Animal rights group calls Nobel medicine award 'sad'
A Norwegian animal rights group said Monday it was sad that the Nobel Medicine Prize went to research involving "very invasive" experiments with rats' brains.
"We think it's sad that the Nobel prize goes to research like this, because history shows many examples of research that has been useful, no doubt, but still is considered unethical by history," Norwegian Animal Protection Alliance's legal advisor Live Kleveland told AFP.
"We believe that would be the case for this research as well, unfortunately."
The Nobel Committee said earlier Monday that the 2014 Nobel Medicine Prize went to a Norwegian couple, May-Britt and Edvard Moser, and their British-American mentor John O'Keefe, for discovering an "inner GPS" that helps the brain navigate.

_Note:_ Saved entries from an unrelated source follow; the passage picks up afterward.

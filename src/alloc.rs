//! Bitmap-backed allocation of small integers (block or inode numbers).

pub mod allocator;
pub mod bitmap;

pub use allocator::Allocator;
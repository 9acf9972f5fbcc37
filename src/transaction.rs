//! Transactions over the journaled device.
//!
//! - Transaction ids and lifecycle states
//! - Address locking and buffered reads and writes
//! - Atomic commit through the write-ahead log

pub mod id;
pub mod manager;
pub mod state;

pub use id::{TransactionId, TransactionIdGenerator};
pub use manager::{CommitHook, EngineConfig, Transaction, TxnManager};
pub use state::TransactionState;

According to Kleveland, the awarded experiments consisted of—among other things—implants of instruments in the heads of animals, psychological fear and stress such as experiments involving drowning, and destroying parts of the brains of the animals.
The animal rights group said it had followed this research for years and had unsuccessfully tried to stop it legally.
"We have not succeeded in stopping this one, but we believe that in the future experimentation like this on animals will not be accepted," Kleveland said.
In October 2011, May-Britt Moser told Norwegian journal Technical Weekly Magazine that she felt great respect for the animals and had herself been a member of an animal rights group in her youth.
"I work very intensely to make sure that the animals' situation is as good as possible, and I'm always thinking about things we can do for them," she said.
"Among other things, our cages are bigger than required and they get to live together and have lots of toys."
She explained that this was also part of the research, as treating them well guaranteed getting better data from the experiments.